The full listing below should be copied verbatim.

^^^^^^^^

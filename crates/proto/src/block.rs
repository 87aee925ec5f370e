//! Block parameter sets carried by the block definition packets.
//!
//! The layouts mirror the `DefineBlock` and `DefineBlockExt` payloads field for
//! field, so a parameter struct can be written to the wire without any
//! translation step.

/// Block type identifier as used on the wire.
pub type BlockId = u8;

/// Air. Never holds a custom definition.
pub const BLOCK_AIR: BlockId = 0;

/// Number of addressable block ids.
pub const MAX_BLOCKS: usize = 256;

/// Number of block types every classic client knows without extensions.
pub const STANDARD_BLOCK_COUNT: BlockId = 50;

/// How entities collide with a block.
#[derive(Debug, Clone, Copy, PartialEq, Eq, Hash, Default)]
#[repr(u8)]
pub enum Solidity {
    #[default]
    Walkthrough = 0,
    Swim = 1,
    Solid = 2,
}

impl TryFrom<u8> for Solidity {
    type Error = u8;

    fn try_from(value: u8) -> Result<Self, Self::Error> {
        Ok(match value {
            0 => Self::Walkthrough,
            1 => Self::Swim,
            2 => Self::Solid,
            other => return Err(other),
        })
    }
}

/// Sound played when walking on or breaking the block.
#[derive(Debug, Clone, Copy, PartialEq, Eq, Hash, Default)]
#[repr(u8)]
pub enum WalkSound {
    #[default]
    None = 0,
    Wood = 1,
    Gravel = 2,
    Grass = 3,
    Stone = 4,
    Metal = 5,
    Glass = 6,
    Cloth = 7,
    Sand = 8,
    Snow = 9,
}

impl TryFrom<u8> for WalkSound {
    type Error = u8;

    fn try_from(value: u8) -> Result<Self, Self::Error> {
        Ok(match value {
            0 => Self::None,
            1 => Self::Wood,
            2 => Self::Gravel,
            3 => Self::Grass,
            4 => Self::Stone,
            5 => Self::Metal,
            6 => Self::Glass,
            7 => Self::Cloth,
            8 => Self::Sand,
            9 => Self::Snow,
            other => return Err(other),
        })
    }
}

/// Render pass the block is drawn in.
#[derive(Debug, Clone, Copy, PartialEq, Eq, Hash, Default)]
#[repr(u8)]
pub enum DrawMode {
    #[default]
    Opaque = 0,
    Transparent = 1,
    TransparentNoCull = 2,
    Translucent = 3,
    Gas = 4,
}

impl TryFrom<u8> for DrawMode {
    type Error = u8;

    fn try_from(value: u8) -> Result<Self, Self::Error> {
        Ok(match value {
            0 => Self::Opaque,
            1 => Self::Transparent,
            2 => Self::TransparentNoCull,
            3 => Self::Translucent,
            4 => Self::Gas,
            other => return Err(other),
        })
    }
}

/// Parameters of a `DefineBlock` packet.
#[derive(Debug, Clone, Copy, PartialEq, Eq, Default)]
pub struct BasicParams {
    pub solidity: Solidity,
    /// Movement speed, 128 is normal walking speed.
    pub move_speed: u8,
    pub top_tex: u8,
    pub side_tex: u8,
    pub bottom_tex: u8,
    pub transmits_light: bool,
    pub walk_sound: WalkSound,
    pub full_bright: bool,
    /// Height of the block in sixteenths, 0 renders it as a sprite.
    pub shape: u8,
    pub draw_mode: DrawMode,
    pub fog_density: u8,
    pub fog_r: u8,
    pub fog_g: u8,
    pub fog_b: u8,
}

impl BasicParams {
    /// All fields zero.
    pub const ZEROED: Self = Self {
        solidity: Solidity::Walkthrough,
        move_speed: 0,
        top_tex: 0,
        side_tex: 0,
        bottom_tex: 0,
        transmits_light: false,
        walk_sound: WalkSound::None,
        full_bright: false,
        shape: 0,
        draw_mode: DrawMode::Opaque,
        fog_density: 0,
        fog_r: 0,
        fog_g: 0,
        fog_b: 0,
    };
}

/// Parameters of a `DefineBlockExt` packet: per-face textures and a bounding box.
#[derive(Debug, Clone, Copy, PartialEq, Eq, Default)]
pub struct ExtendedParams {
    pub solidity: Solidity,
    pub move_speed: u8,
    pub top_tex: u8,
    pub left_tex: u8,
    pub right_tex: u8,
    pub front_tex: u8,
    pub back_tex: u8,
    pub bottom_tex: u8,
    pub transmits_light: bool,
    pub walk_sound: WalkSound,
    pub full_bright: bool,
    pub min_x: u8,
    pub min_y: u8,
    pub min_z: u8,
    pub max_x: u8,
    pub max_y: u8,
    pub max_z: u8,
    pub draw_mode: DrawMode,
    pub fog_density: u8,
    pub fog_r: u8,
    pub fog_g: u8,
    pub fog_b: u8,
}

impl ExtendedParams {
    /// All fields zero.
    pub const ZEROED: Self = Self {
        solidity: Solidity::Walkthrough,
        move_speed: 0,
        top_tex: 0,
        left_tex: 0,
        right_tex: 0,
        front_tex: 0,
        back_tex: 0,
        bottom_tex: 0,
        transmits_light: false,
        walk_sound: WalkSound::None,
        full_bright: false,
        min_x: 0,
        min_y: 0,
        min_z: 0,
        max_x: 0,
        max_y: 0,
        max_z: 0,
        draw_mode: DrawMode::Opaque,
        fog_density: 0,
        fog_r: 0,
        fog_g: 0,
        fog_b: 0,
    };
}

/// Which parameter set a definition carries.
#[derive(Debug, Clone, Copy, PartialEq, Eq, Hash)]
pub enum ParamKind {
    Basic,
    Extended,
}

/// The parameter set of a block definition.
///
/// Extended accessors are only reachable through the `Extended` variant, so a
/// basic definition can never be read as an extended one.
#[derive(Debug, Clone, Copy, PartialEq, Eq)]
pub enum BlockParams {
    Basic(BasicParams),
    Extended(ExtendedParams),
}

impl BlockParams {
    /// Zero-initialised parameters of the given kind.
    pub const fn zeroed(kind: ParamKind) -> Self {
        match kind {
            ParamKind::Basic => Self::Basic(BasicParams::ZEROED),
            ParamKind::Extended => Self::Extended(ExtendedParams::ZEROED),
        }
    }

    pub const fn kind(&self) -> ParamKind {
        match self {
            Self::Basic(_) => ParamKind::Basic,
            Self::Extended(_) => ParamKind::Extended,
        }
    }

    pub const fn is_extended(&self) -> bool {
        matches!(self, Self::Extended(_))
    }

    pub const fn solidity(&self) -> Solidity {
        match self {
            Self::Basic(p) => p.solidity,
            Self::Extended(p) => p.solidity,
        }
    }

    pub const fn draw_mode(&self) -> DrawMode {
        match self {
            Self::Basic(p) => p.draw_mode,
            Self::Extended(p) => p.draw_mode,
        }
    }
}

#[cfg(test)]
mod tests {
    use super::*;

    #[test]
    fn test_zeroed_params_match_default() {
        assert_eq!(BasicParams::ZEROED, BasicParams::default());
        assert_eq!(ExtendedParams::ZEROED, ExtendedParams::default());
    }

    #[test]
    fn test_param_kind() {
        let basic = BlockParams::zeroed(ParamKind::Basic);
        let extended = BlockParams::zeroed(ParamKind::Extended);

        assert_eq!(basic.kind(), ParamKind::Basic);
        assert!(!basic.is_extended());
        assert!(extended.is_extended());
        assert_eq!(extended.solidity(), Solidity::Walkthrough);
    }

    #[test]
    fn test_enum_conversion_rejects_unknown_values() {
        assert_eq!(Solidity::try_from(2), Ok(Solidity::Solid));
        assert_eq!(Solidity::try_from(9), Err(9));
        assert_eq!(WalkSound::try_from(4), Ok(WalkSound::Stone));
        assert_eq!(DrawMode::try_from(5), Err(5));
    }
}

^^^^^^^^

__Task result__:
filename crates/proto/src/block.rs
repository 87aee925ec5f370e
//! Block parameter sets carried by the block definition packets.
//!
//! The layouts mirror the `DefineBlock` and `DefineBlockExt` payloads field for
//! field, so a parameter struct can be written to the wire without any
//! translation step.

/// Block type identifier as used on the wire.
pub type BlockId = u8;

/// Air. Never holds a custom definition.
pub const BLOCK_AIR: BlockId = 0;

/// Number of addressable block ids.
pub const MAX_BLOCKS: usize = 256;

/// Number of block types every classic client knows without extensions.
pub const STANDARD_BLOCK_COUNT: BlockId = 50;

/// How entities collide with a block.
#[derive(Debug, Clone, Copy, PartialEq, Eq, Hash, Default)]
#[repr(u8)]
pub enum Solidity {
    #[default]
    Walkthrough = 0,
    Swim = 1,
    Solid = 2,
}

impl TryFrom<u8> for Solidity {
    type Error = u8;

    fn try_from(value: u8) -> Result<Self, Self::Error> {
        Ok(match value {
            0 => Self::Walkthrough,
            1 => Self::Swim,
            2 => Self::Solid,
            other => return Err(other),
        })
    }
}

/// Sound played when walking on or breaking the block.
#[derive(Debug, Clone, Copy, PartialEq, Eq, Hash, Default)]
#[repr(u8)]
pub enum WalkSound {
    #[default]
    None = 0,
    Wood = 1,
    Gravel = 2,
    Grass = 3,
    Stone = 4,
    Metal = 5,
    Glass = 6,
    Cloth = 7,
    Sand = 8,
    Snow = 9,
}

impl TryFrom<u8> for WalkSound {
    type Error = u8;

    fn try_from(value: u8) -> Result<Self, Self::Error> {
        Ok(match value {
            0 => Self::None,
            1 => Self::Wood,
            2 => Self::Gravel,
            3 => Self::Grass,
            4 => Self::Stone,
            5 => Self::Metal,
            6 => Self::Glass,
            7 => Self::Cloth,
            8 => Self::Sand,
            9 => Self::Snow,
            other => return Err(other),
        })
    }
}

/// Render pass the block is drawn in.
#[derive(Debug, Clone, Copy, PartialEq, Eq, Hash, Default)]
#[repr(u8)]
pub enum DrawMode {
    #[default]
    Opaque = 0,
    Transparent = 1,
    TransparentNoCull = 2,
    Translucent = 3,
    Gas = 4,
}

impl TryFrom<u8> for DrawMode {
    type Error = u8;

    fn try_from(value: u8) -> Result<Self, Self::Error> {
        Ok(match value {
            0 => Self::Opaque,
            1 => Self::Transparent,
            2 => Self::TransparentNoCull,
            3 => Self::Translucent,
            4 => Self::Gas,
            other => return Err(other),
        })
    }
}

/// Parameters of a `DefineBlock` packet.
#[derive(Debug, Clone, Copy, PartialEq, Eq, Default)]
pub struct BasicParams {
    pub solidity: Solidity,
    /// Movement speed, 128 is normal walking speed.
    pub move_speed: u8,
    pub top_tex: u8,
    pub side_tex: u8,
    pub bottom_tex: u8,
    pub transmits_light: bool,
    pub walk_sound: WalkSound,
    pub full_bright: bool,
    /// Height of the block in sixteenths, 0 renders it as a sprite.
    pub shape: u8,
    pub draw_mode: DrawMode,
    pub fog_density: u8,
    pub fog_r: u8,
    pub fog_g: u8,
    pub fog_b: u8,
}

impl BasicParams {
    /// All fields zero.
    pub const ZEROED: Self = Self {
        solidity: Solidity::Walkthrough,
        move_speed: 0,
        top_tex: 0,
        side_tex: 0,
        bottom_tex: 0,
        transmits_light: false,
        walk_sound: WalkSound::None,
        full_bright: false,
        shape: 0,
        draw_mode: DrawMode::Opaque,
        fog_density: 0,
        fog_r: 0,
        fog_g: 0,
        fog_b: 0,
    };
}

/// Parameters of a `DefineBlockExt` packet: per-face textures and a bounding box.
#[derive(Debug, Clone, Copy, PartialEq, Eq, Default)]
pub struct ExtendedParams {
    pub solidity: Solidity,
    pub move_speed: u8,
    pub top_tex: u8,
    pub left_tex: u8,
    pub right_tex: u8,
    pub front_tex: u8,
    pub back_tex: u8,
    pub bottom_tex: u8,
    pub transmits_light: bool,
    pub walk_sound: WalkSound,
    pub full_bright: bool,
    pub min_x: u8,
    pub min_y: u8,
    pub min_z: u8,
    pub max_x: u8,
    pub max_y: u8,
    pub max_z: u8,
    pub draw_mode: DrawMode,
    pub fog_density: u8,
    pub fog_r: u8,
    pub fog_g: u8,
    pub fog_b: u8,
}

impl ExtendedParams {
    /// All fields zero.
    pub const ZEROED: Self = Self {
        solidity: Solidity::Walkthrough,
        move_speed: 0,
        top_tex: 0,
        left_tex: 0,
        right_tex: 0,
        front_tex: 0,
        back_tex: 0,
        bottom_tex: 0,
        transmits_light: false,
        walk_sound: WalkSound::None,
        full_bright: false,
        min_x: 0,
        min_y: 0,
        min_z: 0,
        max_x: 0,
        max_y: 0,
        max_z: 0,
        draw_mode: DrawMode::Opaque,
        fog_density: 0,
        fog_r: 0,
        fog_g: 0,
        fog_b: 0,
    };
}

/// Which parameter set a definition carries.
#[derive(Debug, Clone, Copy, PartialEq, Eq, Hash)]
pub enum ParamKind {
    Basic,
    Extended,
}

/// The parameter set of a block definition.
///
/// Extended accessors are only reachable through the `Extended` variant, so a
/// basic definition can never be read as an extended one.
#[derive(Debug, Clone, Copy, PartialEq, Eq)]
pub enum BlockParams {
    Basic(BasicParams),
    Extended(ExtendedParams),
}

impl BlockParams {
    /// Zero-initialised parameters of the given kind.
    pub const fn zeroed(kind: ParamKind) -> Self {
        match kind {
            ParamKind::Basic => Self::Basic(BasicParams::ZEROED),
            ParamKind::Extended => Self::Extended(ExtendedParams::ZEROED),
        }
    }

    pub const fn kind(&self) -> ParamKind {
        match self {
            Self::Basic(_) => ParamKind::Basic,
            Self::Extended(_) => ParamKind::Extended,
        }
    }

    pub const fn is_extended(&self) -> bool {
        matches!(self, Self::Extended(_))
    }

    pub const fn solidity(&self) -> Solidity {
        match self {
            Self::Basic(p) => p.solidity,
            Self::Extended(p) => p.solidity,
        }
    }

    pub const fn draw_mode(&self) -> DrawMode {
        match self {
            Self::Basic(p) => p.draw_mode,
            Self::Extended(p) => p.draw_mode,
        }
    }
}

#[cfg(test)]
mod tests {
    use super::*;

    #[test]
    fn test_zeroed_params_match_default() {
        assert_eq!(BasicParams::ZEROED, BasicParams::default());
        assert_eq!(ExtendedParams::ZEROED, ExtendedParams::default());
    }

    #[test]
    fn test_param_kind() {
        let basic = BlockParams::zeroed(ParamKind::Basic);
        let extended = BlockParams::zeroed(ParamKind::Extended);

        assert_eq!(basic.kind(), ParamKind::Basic);
        assert!(!basic.is_extended());
        assert!(extended.is_extended());
        assert_eq!(extended.solidity(), Solidity::Walkthrough);
    }

    #[test]
    fn test_enum_conversion_rejects_unknown_values() {
        assert_eq!(Solidity::try_from(2), Ok(Solidity::Solid));
        assert_eq!(Solidity::try_from(9), Err(9));
        assert_eq!(WalkSound::try_from(4), Ok(WalkSound::Stone));
        assert_eq!(DrawMode::try_from(5), Err(5));
    }
}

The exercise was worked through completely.